I think you could take away from the film that only a couple of dozen kids had ever been Gobbled, and that only a few had suffered intercision. Discovering the roomful of daemons is another real moment of horror.

I understand the need to keep an eye on the Certificate - hence the bloodlessness of the bearfight - but you can be pretty chilling and still get a 12A. Which would be the most appropriate certificate if you needed to apply one to the book anyway.
 
spanglechick said:
my problem isn't with the plot points that were missed or changed - just that it was watered-down in its feeling.

The ending is a symptom of that, but I felt the horror of Bolvangar was nowhere near as chillingly represented. The episode where lyra comes across Billy in the shed was just a bit sad in the film... in the book it's absolutely and viscerally horrifying.

I think you could take away from the film that only a couple of dozen kids had ever been Gobbled, and that only a few had suffered intercision. Discovering the roomful of daemons is another real moment of horror.

I understand the need to keep an eye on the Certificate - hence the bloodlessness of the bearfight - but you can be pretty chilling and still get a 12A. Which would be the most appropriate certificate if you needed to apply one to the book anyway.

Beowulf was a 12a wasnt it?
 
scifisam said:
I can't think of any myself, and my MA was about adaptations to film.

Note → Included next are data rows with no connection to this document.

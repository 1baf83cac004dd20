use crate::error::IngestError;
use chrono::{NaiveDate, NaiveDateTime};
use serde::{Deserialize, Deserializer, Serialize, Serializer};
use std::fmt;
use std::str::FromStr;

/// The closed set of cities the catalog serves.
#[derive(Debug, Clone, Copy, PartialEq, Eq, Hash, PartialOrd, Ord)]
pub enum City {
    Vancouver,
    Toronto,
    Montreal,
    Calgary,
    NewYork,
}

impl City {
    pub const ALL: [City; 5] = [
        City::Vancouver,
        City::Toronto,
        City::Montreal,
        City::Calgary,
        City::NewYork,
    ];

    /// Canonical display name, also the persisted city token.
    pub fn name(&self) -> &'static str {
        match self {
            City::Vancouver => "Vancouver",
            City::Toronto => "Toronto",
            City::Montreal => "Montreal",
            City::Calgary => "Calgary",
            City::NewYork => "New York",
        }
    }

    /// Region names (full and abbreviated) used in addresses for this city.
    pub fn regions(&self) -> &'static [&'static str] {
        match self {
            City::Vancouver => &["british columbia", "bc", "b.c."],
            City::Toronto => &["ontario", "on"],
            City::Montreal => &["quebec", "québec", "qc"],
            City::Calgary => &["alberta", "ab"],
            City::NewYork => &["new york", "ny", "new york state"],
        }
    }

    pub fn country(&self) -> &'static str {
        match self {
            City::NewYork => "usa",
            _ => "canada",
        }
    }

    /// Lowercase spellings accepted when parsing a city token.
    pub fn aliases(&self) -> &'static [&'static str] {
        match self {
            City::Vancouver => &["vancouver", "van", "yvr"],
            City::Toronto => &["toronto", "yyz"],
            City::Montreal => &["montreal", "montréal", "mtl", "yul"],
            City::Calgary => &["calgary", "yyc"],
            City::NewYork => &["new york", "new york city", "nyc", "new-york", "ny"],
        }
    }

    /// True when `address` says nothing beyond "City, Region[, Country]".
    pub fn is_generic_address(&self, address: &str) -> bool {
        let parts: Vec<String> = address
            .split(',')
            .map(|p| p.trim().trim_end_matches('.').to_lowercase())
            .filter(|p| !p.is_empty())
            .collect();
        if parts.is_empty() {
            return true;
        }
        let is_city = |p: &str| self.aliases().contains(&p);
        let is_region = |p: &str| self.regions().contains(&p);
        let is_country = |p: &str| {
            p == self.country() || matches!(p, "us" | "united states" | "ca")
        };
        if !is_city(&parts[0]) {
            return false;
        }
        parts[1..]
            .iter()
            .all(|p| is_region(p) || is_country(p))
    }
}

impl fmt::Display for City {
    fn fmt(&self, f: &mut fmt::Formatter<'_>) -> fmt::Result {
        f.write_str(self.name())
    }
}

impl FromStr for City {
    type Err = IngestError;

    fn from_str(s: &str) -> Result<Self, Self::Err> {
        let token = s.split_whitespace().collect::<Vec<_>>().join(" ").to_lowercase();
        City::ALL
            .iter()
            .copied()
            .find(|city| city.aliases().contains(&token.as_str()))
            .ok_or_else(|| IngestError::UnknownCity(s.trim().to_string()))
    }
}

impl Serialize for City {
    fn serialize<S: Serializer>(&self, serializer: S) -> Result<S::Ok, S::Error> {
        serializer.serialize_str(self.name())
    }
}

impl<'de> Deserialize<'de> for City {
    fn deserialize<D: Deserializer<'de>>(deserializer: D) -> Result<Self, D::Error> {
        let raw = String::deserialize(deserializer)?;
        raw.parse().map_err(serde::de::Error::custom)
    }
}

/// Candidate event as produced by a source adapter. Nothing here is trusted.
///
/// Deserialization is lenient: producers spell fields differently (`name`,
/// `startDate`, `sourceURL`, ...) and sometimes send several spellings at once.
/// The first non-null string wins and non-string values read as absent.
#[derive(Debug, Clone, Default, Serialize, PartialEq)]
#[serde(rename_all = "camelCase")]
pub struct RawCandidate {
    pub title: Option<String>,
    pub date_text: Option<String>,
    pub venue_text: Option<VenueInput>,
    pub url: Option<String>,
    pub description: Option<String>,
    pub image_url: Option<String>,
    pub category: Option<String>,
}

const TITLE_KEYS: &[&str] = &["title", "name"];
const DATE_KEYS: &[&str] = &["dateText", "startDate", "date"];
const VENUE_KEYS: &[&str] = &["venueText", "venue"];
const URL_KEYS: &[&str] = &["url", "sourceURL", "sourceUrl"];
const IMAGE_KEYS: &[&str] = &["imageUrl", "image"];

fn first_string(map: &serde_json::Map<String, serde_json::Value>, keys: &[&str]) -> Option<String> {
    keys.iter()
        .find_map(|key| map.get(*key).and_then(|v| v.as_str()))
        .map(str::to_string)
}

impl RawCandidate {
    pub fn titled(title: impl Into<String>) -> Self {
        Self {
            title: Some(title.into()),
            ..Default::default()
        }
    }

    /// Builds a candidate from one JSON record. Only non-objects are refused.
    pub fn from_json_map(map: &serde_json::Map<String, serde_json::Value>) -> Self {
        let venue_text = VENUE_KEYS
            .iter()
            .filter_map(|key| map.get(*key))
            .find_map(VenueInput::from_json);
        Self {
            title: first_string(map, TITLE_KEYS),
            date_text: first_string(map, DATE_KEYS),
            venue_text,
            url: first_string(map, URL_KEYS),
            description: first_string(map, &["description"]),
            image_url: first_string(map, IMAGE_KEYS),
            category: first_string(map, &["category"]),
        }
    }
}

impl<'de> Deserialize<'de> for RawCandidate {
    fn deserialize<D: Deserializer<'de>>(deserializer: D) -> Result<Self, D::Error> {
        let map = serde_json::Map::<String, serde_json::Value>::deserialize(deserializer)?;
        Ok(RawCandidate::from_json_map(&map))
    }
}

/// Venue as a source phrased it: either bare text or a partial object.
#[derive(Debug, Clone, Serialize, Deserialize, PartialEq)]
#[serde(untagged)]
pub enum VenueInput {
    Text(String),
    Structured(StructuredVenue),
}

impl VenueInput {
    fn from_json(value: &serde_json::Value) -> Option<Self> {
        match value {
            serde_json::Value::String(text) => Some(VenueInput::Text(text.clone())),
            serde_json::Value::Object(map) => Some(VenueInput::Structured(StructuredVenue {
                name: first_string(map, &["name"]),
                address: first_string(map, &["address"]),
                city: first_string(map, &["city"]),
            })),
            _ => None,
        }
    }
}

#[derive(Debug, Clone, Default, Serialize, Deserialize, PartialEq)]
pub struct StructuredVenue {
    #[serde(default)]
    pub name: Option<String>,
    #[serde(default)]
    pub address: Option<String>,
    #[serde(default)]
    pub city: Option<String>,
}

#[derive(Debug, Clone, Copy, Serialize, Deserialize, PartialEq)]
pub struct Coordinates {
    pub lat: f64,
    pub lng: f64,
}

/// Canonical venue identity attached to every normalized event.
#[derive(Debug, Clone, Serialize, Deserialize, PartialEq)]
pub struct Venue {
    pub name: String,
    pub address: Option<String>,
    pub city: City,
    #[serde(default, skip_serializing_if = "Option::is_none")]
    pub coordinates: Option<Coordinates>,
}

/// A normalized event date: either a calendar day or a local date-time.
#[derive(Debug, Clone, Copy, PartialEq, Eq, PartialOrd, Ord, Hash)]
pub enum EventDate {
    Day(NaiveDate),
    DateTime(NaiveDateTime),
}

impl EventDate {
    /// Calendar day, dropping any time of day.
    pub fn day(&self) -> NaiveDate {
        match self {
            EventDate::Day(d) => *d,
            EventDate::DateTime(dt) => dt.date(),
        }
    }

    pub fn to_iso_string(&self) -> String {
        match self {
            EventDate::Day(d) => d.format("%Y-%m-%d").to_string(),
            EventDate::DateTime(dt) => dt.format("%Y-%m-%dT%H:%M:%S").to_string(),
        }
    }

    /// Parses the two forms produced by `to_iso_string`.
    pub fn parse_iso(text: &str) -> Option<Self> {
        let text = text.trim();
        if let Ok(dt) = NaiveDateTime::parse_from_str(text, "%Y-%m-%dT%H:%M:%S") {
            return Some(EventDate::DateTime(dt));
        }
        NaiveDate::parse_from_str(text, "%Y-%m-%d")
            .ok()
            .map(EventDate::Day)
    }
}

impl fmt::Display for EventDate {
    fn fmt(&self, f: &mut fmt::Formatter<'_>) -> fmt::Result {
        f.write_str(&self.to_iso_string())
    }
}

impl Serialize for EventDate {
    fn serialize<S: Serializer>(&self, serializer: S) -> Result<S::Ok, S::Error> {
        serializer.serialize_str(&self.to_iso_string())
    }
}

impl<'de> Deserialize<'de> for EventDate {
    fn deserialize<D: Deserializer<'de>>(deserializer: D) -> Result<Self, D::Error> {
        let raw = String::deserialize(deserializer)?;
        EventDate::parse_iso(&raw)
            .ok_or_else(|| serde::de::Error::custom(format!("invalid ISO date: {raw}")))
    }
}

/// Pipeline output. `date == None` means the date is unknown, never guessed.
#[derive(Debug, Clone, Serialize, Deserialize, PartialEq)]
#[serde(rename_all = "camelCase")]
pub struct NormalizedEvent {
    pub title: String,
    pub date: Option<EventDate>,
    pub venue: Venue,
    pub url: Option<String>,
    pub description: Option<String>,
    pub image_url: Option<String>,
    pub category: Option<String>,
    pub source: String,
    pub dedupe_key: String,
    pub click_count: u64,
}

impl NormalizedEvent {
    pub fn is_undated(&self) -> bool {
        self.date.is_none()
    }
}

/// Flat, store-facing document for one event.
#[derive(Debug, Clone, Serialize, Deserialize, PartialEq)]
#[serde(rename_all = "camelCase")]
pub struct StoredEvent {
    /// Records without an id are legacy and excluded from id lookups.
    #[serde(default)]
    pub id: Option<String>,
    pub title: String,
    pub date: Option<String>,
    pub venue: Venue,
    #[serde(default)]
    pub location: Option<String>,
    #[serde(default)]
    pub url: Option<String>,
    #[serde(default)]
    pub description: Option<String>,
    #[serde(default)]
    pub image_url: Option<String>,
    #[serde(default)]
    pub category: Option<String>,
    pub source: String,
    #[serde(default)]
    pub click_count: u64,
}

impl StoredEvent {
    pub fn city(&self) -> City {
        self.venue.city
    }

    pub fn is_admin(&self) -> bool {
        self.source == crate::constants::ADMIN_SOURCE
    }
}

Lord of the Rings was, more or less, 100% true to the book. The changes were pretty titchy in the scheme of things and I think most people were relieved, rather than disappointed, to see the omission of Tom Bombafuckingdil.
 
I watched it yesterday and I really enjoyed although I never read the books, the film has made me want to read them. I was utterly fascinated by it!

As for Lord of The Rings staying true to the books: the LOTR trilogy is so boring and overblown, and basically crap, that it might have been better if they completely changed it.